Gulou District (鼓楼区 (鼓樓區, Gǔlóu Qū)) is a district of the city of Xuzhou, Jiangsu province, China. It is named after the drum tower of Xuzhou, which built in 1379 but ruined in 1952 because of falling into disrepair. Gulou District was a traditional business district before its expansion.

== History ==
In 1938, the urban area of Tongshan County, namely the former No. 1 District was separated out to establish Xuzhou City by the occupying Imperial Japanese military. KMT retained this administrative division after capitulation of Japan. It was renamed Gulou in 1955. After the Cultural Revolution began, it was renamed Yan'an (named after former communist revolutionary headquarter, Yan'an) in 1967, thereafter was restored its former name in 1980. Xuzhou Economic and Technological Development Zone was transferred to Gulou from Tongshan in 2005.

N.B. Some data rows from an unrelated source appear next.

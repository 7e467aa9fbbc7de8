// 固定步长调度：把不定长的渲染帧换算成整数个模拟步
#[derive(Clone, Debug)]
pub struct FixedStep {
    tick: f64,
    max_steps: u32,
    backlog: f64,
}

impl FixedStep {
    pub fn new(tick_rate: u32, max_steps: u32) -> Self {
        Self {
            tick: 1.0 / tick_rate.max(1) as f64,
            max_steps: max_steps.max(1),
            backlog: 0.0,
        }
    }

    // 累加帧耗时，返回本帧需要推进的步数；超出上限的积压直接丢弃
    pub fn advance(&mut self, frame_secs: f32) -> u32 {
        self.backlog += frame_secs.max(0.0) as f64;
        let due = (self.backlog / self.tick).floor();
        if due >= self.max_steps as f64 {
            self.backlog = 0.0;
            return self.max_steps;
        }
        self.backlog -= due * self.tick;
        due as u32
    }

    pub fn tick_secs(&self) -> f64 {
        self.tick
    }
}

== Administrative districts ==
In the present, Gulou District has 8 subdistricts and 1 towns.

| Administrative division | Population | Area (km^{2}) | Density (per km^{2}) |
|---|---|---|---|
| Pipa Subdistrict (琵琶街道) | 29,593 (2010) | 17.7 | 1,672 |
| Huanglou Subdistrict (黄楼街道) | 42,900 (2010) | 1.8 | 23,833 |
| Fengcai Subdistrict (丰财街道) | 76,713 (2010) | 9.7 | 7,909 |
| Huancheng Subdistrict (环城街道) | 83,311 (2010) | 3.6 | 23,142 |
| Pailou Subdistrict (牌楼街道) | 22,012 (2010) | 4.45 | 4,947 |
| Tongpei Subdistrict (铜沛街道) | 50,756 (2010) | 6 | 8,459 |
| Donghuan Subdistrict (东环街道) | 24,932 (2010) | 3.7 | 6,738 |
| Jinshanqiao Subdistrict (金山桥街道) | 31,598 (2010) | 7 | 4,514 |
| Miaoshan Town (庙山镇) | - | - | N/A |

- Jiuli Subdistrict (九里街道) is merged to other.